:: Data for review ::

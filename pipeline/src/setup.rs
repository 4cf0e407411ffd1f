// SPDX-License-Identifier: Apache-2.0
// Copyright Open Network Fabric Authors

//! Apply a [`TopologyPlan`] to an event device.

use crate::error::{ConfigError, PipelineError};
use crate::topology::{PortRole, TopologyPlan};
use eventdev::adapter::RxAdapter;
use eventdev::config::{DevConfig, PortConf, QueueConf, priority};
use eventdev::info::DevInfo;
use eventdev::service::{Service, ServiceCores, ServiceId};
use eventdev::{EventDevice, StageId};
use tracing::{debug, info};

/// Ports handed out by [`configure`], by role.
#[derive(Debug)]
pub(crate) struct Ports<T> {
    pub(crate) workers: Vec<T>,
    pub(crate) tx_service: Option<T>,
}

/// The device configuration for `plan`: every limit at the device maximum.
pub(crate) fn dev_config(plan: &TopologyPlan, info: &DevInfo) -> Result<DevConfig, ConfigError> {
    let nb_event_queues =
        u8::try_from(plan.queue_count()).map_err(|_| ConfigError::TooManyQueues {
            requested: plan.queue_count(),
            available: usize::from(info.max_event_queues),
        })?;
    let nb_event_ports =
        u8::try_from(plan.port_count()).map_err(|_| ConfigError::TooManyPorts {
            requested: plan.port_count(),
            available: usize::from(info.max_event_ports),
        })?;
    Ok(DevConfig {
        nb_event_queues,
        nb_event_ports,
        nb_events_limit: info.max_num_events,
        nb_event_queue_flows: plan.nb_flows,
        nb_event_port_dequeue_depth: info.max_event_port_dequeue_depth,
        nb_event_port_enqueue_depth: info.max_event_port_enqueue_depth,
    })
}

/// Configure the device, its queues and ports, link them, and take every port.
#[tracing::instrument(level = "info", skip_all, fields(topology = %plan.topology))]
pub(crate) fn configure<P: Send + 'static, D: EventDevice<P>>(
    dev: &mut D,
    plan: &TopologyPlan,
    worker_dequeue_depth: Option<u16>,
) -> Result<Ports<D::Port>, PipelineError> {
    let info = dev.info();
    let config = dev_config(plan, &info)?;
    dev.configure(&config)?;

    for queue in &plan.queues {
        let conf = QueueConf {
            kind: queue.kind,
            priority: priority::NORMAL,
            nb_atomic_flows: queue.nb_atomic_flows,
            nb_atomic_order_sequences: queue.nb_atomic_order_sequences,
        };
        dev.queue_setup(queue.id, &conf)
            .map_err(|source| PipelineError::QueueSetup {
                queue: queue.id,
                source,
            })?;
        debug!("queue {} set up as {}", queue.id, queue.kind);
    }

    for port in &plan.ports {
        let dequeue_depth = match port.role {
            PortRole::Worker => worker_dequeue_depth.unwrap_or(info.max_event_port_dequeue_depth),
            PortRole::TxService => info.max_event_port_dequeue_depth,
        };
        let conf = PortConf {
            dequeue_depth,
            enqueue_depth: info.max_event_port_enqueue_depth,
            new_event_threshold: info.max_num_events,
        };
        dev.port_setup(port.id, &conf)
            .map_err(|source| PipelineError::PortSetup {
                port: port.id,
                source,
            })?;
        let linked = dev
            .port_link(port.id, &port.links)
            .map_err(|source| PipelineError::PortLink {
                port: port.id,
                source,
            })?;
        debug!("port {} ({}) linked to {linked} queues", port.id, port.role);
    }

    let mut ports = Ports {
        workers: Vec::with_capacity(plan.port_count()),
        tx_service: None,
    };
    for port in &plan.ports {
        let handle = dev.take_port(port.id)?;
        match port.role {
            PortRole::Worker => ports.workers.push(handle),
            PortRole::TxService => ports.tx_service = Some(handle),
        }
    }
    info!(
        "event device '{}' configured: {} queues, {} ports",
        info.driver_name,
        plan.queue_count(),
        plan.port_count()
    );
    Ok(ports)
}

/// Bind one injector per receive source to the queue it feeds.
pub(crate) fn bind_sources<P: Send + 'static, D: EventDevice<P>>(
    dev: &D,
    plan: &TopologyPlan,
    adapter: &mut dyn RxAdapter<P>,
) -> Result<(), PipelineError> {
    let threshold = dev.info().max_num_events;
    let sched_type = plan.sched_type(StageId::FIRST);
    for (source, queue) in plan.source_queues() {
        let injector = dev.injector(queue, threshold)?.with_sched_type(sched_type);
        adapter.bind(queue, source, injector)?;
        debug!("receive source {source} bound to queue {queue}");
    }
    Ok(())
}

/// Map `service` onto the least loaded service core, with its runstate off.
pub(crate) fn register_service(
    cores: &mut ServiceCores,
    service: Box<dyn Service>,
    what: &'static str,
) -> Result<ServiceId, PipelineError> {
    let lcore = cores.pick_core().ok_or(PipelineError::NoServiceCore(what))?;
    let id = cores.register_service(service, lcore)?;
    info!("{what} mapped to service lcore {lcore}");
    Ok(id)
}

/// Register the scheduling service of `dev` if it needs one.
pub(crate) fn register_scheduler<P: Send + 'static, D: EventDevice<P>>(
    dev: &D,
    cores: &mut ServiceCores,
) -> Result<Option<ServiceId>, PipelineError> {
    match dev.scheduler_service()? {
        Some(service) => register_service(cores, service, "event scheduler").map(Some),
        None => {
            debug!("device schedules on dequeue, no scheduler service needed");
            Ok(None)
        }
    }
}

#[cfg(test)]
mod test {
    use super::*;
    use crate::topology::Topology;
    use eventdev::config::QueueKind;
    use eventdev::lcore::{LCoreId, LCoreSet};
    use eventdev::sw::{SwEventDev, default_info};
    use eventdev::{DevError, DevState, EventPort, PortId, QueueId, SchedType};

    fn plan(unsafe_tx: bool) -> TopologyPlan {
        let stages = [SchedType::Atomic, SchedType::Ordered];
        Topology::AllTypesQueue
            .plan(2, 2, unsafe_tx, &stages, 128)
            .unwrap()
    }

    #[test]
    fn config_at_device_maxima() {
        let info = default_info();
        let config = dev_config(&plan(true), &info).unwrap();
        assert_eq!(config.nb_event_queues, 3);
        assert_eq!(config.nb_event_ports, 3);
        assert_eq!(config.nb_events_limit, info.max_num_events);
        assert_eq!(config.nb_event_queue_flows, 128);
    }

    #[test]
    fn configure_hands_out_ports_by_role() {
        let mut dev = SwEventDev::<u32>::new();
        let ports = configure(&mut dev, &plan(true), Some(16)).unwrap();
        assert_eq!(dev.state(), DevState::Configured);
        assert_eq!(ports.workers.len(), 2);
        assert_eq!(ports.workers[0].conf().dequeue_depth, 16);
        let tx = ports.tx_service.unwrap();
        assert_eq!(tx.id(), PortId(2));
        assert_eq!(
            tx.conf().dequeue_depth,
            default_info().max_event_port_dequeue_depth
        );
        // every port is taken
        assert!(matches!(
            dev.take_port(PortId(0)),
            Err(DevError::PortTaken(_))
        ));
    }

    #[test]
    fn per_stage_queues_get_stage_disciplines() {
        let mut info = default_info();
        info.capabilities = eventdev::info::DevCapabilities::BURST_MODE;
        let mut dev = SwEventDev::<u32>::with_info(info);
        let plan = Topology::QueuePerStage
            .plan(1, 1, false, &[SchedType::Atomic, SchedType::Parallel], 64)
            .unwrap();
        assert_eq!(plan.queues[1].kind, QueueKind::Parallel);
        assert!(configure(&mut dev, &plan, None).is_ok());
    }

    #[test]
    fn all_types_plan_refused_by_device_without_capability() {
        let mut info = default_info();
        info.capabilities = eventdev::info::DevCapabilities::empty();
        let mut dev = SwEventDev::<u32>::with_info(info);
        let err = configure(&mut dev, &plan(false), None).unwrap_err();
        assert!(matches!(
            err,
            PipelineError::QueueSetup {
                queue: QueueId(0),
                source: DevError::UnsupportedQueueKind(QueueKind::AllTypes)
            }
        ));
        assert!(err.to_string().starts_with("setup of queue 0 failed"));
    }

    #[test]
    fn scheduler_needs_a_service_core() {
        let mut dev = SwEventDev::<u32>::new();
        configure(&mut dev, &plan(false), None).unwrap();
        let mut none = ServiceCores::new(LCoreSet::default());
        assert!(matches!(
            register_scheduler(&dev, &mut none),
            Err(PipelineError::NoServiceCore("event scheduler"))
        ));
        let mut cores = ServiceCores::new([LCoreId(4)].into_iter().collect());
        let id = register_scheduler(&dev, &mut cores).unwrap().unwrap();
        assert!(!cores.runstate(id).unwrap());
    }
}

:::

Work order — Find how many lines in the material above hold the word "DevCapabilities", then reply with only that figure.

Your solution — 2